• Task goal: In the data below, find each line containing the string "crate" and return it.

• Records for the task:

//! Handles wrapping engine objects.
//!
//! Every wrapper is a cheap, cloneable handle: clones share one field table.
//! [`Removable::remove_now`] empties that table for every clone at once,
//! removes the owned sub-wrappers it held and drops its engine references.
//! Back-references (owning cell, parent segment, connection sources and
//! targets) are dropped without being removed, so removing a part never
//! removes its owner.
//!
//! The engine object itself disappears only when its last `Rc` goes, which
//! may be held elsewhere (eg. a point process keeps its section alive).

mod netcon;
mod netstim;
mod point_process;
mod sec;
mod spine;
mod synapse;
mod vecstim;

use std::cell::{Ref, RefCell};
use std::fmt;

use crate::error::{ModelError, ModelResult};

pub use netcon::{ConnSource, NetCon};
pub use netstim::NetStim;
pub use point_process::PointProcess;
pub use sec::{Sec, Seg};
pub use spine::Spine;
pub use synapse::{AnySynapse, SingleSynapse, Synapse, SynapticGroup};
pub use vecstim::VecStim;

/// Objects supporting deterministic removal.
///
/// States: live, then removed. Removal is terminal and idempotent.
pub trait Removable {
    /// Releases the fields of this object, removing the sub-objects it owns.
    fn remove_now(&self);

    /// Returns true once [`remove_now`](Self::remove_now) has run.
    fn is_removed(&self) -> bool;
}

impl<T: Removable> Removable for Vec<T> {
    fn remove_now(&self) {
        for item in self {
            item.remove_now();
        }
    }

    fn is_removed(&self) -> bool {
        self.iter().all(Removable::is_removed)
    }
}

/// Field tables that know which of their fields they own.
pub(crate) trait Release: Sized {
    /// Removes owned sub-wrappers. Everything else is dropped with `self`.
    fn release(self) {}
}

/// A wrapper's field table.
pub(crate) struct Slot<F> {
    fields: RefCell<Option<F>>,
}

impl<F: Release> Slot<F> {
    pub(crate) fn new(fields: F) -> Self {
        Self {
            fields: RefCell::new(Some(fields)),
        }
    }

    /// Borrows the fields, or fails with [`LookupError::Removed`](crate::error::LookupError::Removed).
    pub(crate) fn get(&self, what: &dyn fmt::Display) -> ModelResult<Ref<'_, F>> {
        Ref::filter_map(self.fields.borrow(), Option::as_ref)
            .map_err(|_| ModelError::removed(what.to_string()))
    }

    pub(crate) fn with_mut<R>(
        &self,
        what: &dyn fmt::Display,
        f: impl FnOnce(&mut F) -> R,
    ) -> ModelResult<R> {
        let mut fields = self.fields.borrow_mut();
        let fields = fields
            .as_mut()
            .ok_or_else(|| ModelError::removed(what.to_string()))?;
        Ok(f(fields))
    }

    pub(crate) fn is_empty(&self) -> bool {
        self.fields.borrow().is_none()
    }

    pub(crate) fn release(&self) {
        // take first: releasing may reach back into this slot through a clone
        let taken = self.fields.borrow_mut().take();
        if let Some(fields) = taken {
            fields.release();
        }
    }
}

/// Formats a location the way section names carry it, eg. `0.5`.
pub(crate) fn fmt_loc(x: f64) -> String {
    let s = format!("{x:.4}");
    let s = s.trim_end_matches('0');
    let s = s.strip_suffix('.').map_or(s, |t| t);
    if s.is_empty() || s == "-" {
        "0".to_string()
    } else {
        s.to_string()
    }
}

• Result of the task:
use crate::error::{ModelError, ModelResult};
pub(crate) trait Release: Sized {
pub(crate) struct Slot<F> {
    pub(crate) fn new(fields: F) -> Self {
    /// Borrows the fields, or fails with [`LookupError::Removed`](crate::error::LookupError::Removed).
    pub(crate) fn get(&self, what: &dyn fmt::Display) -> ModelResult<Ref<'_, F>> {
    pub(crate) fn with_mut<R>(
    pub(crate) fn is_empty(&self) -> bool {
    pub(crate) fn release(&self) {
pub(crate) fn fmt_loc(x: f64) -> String {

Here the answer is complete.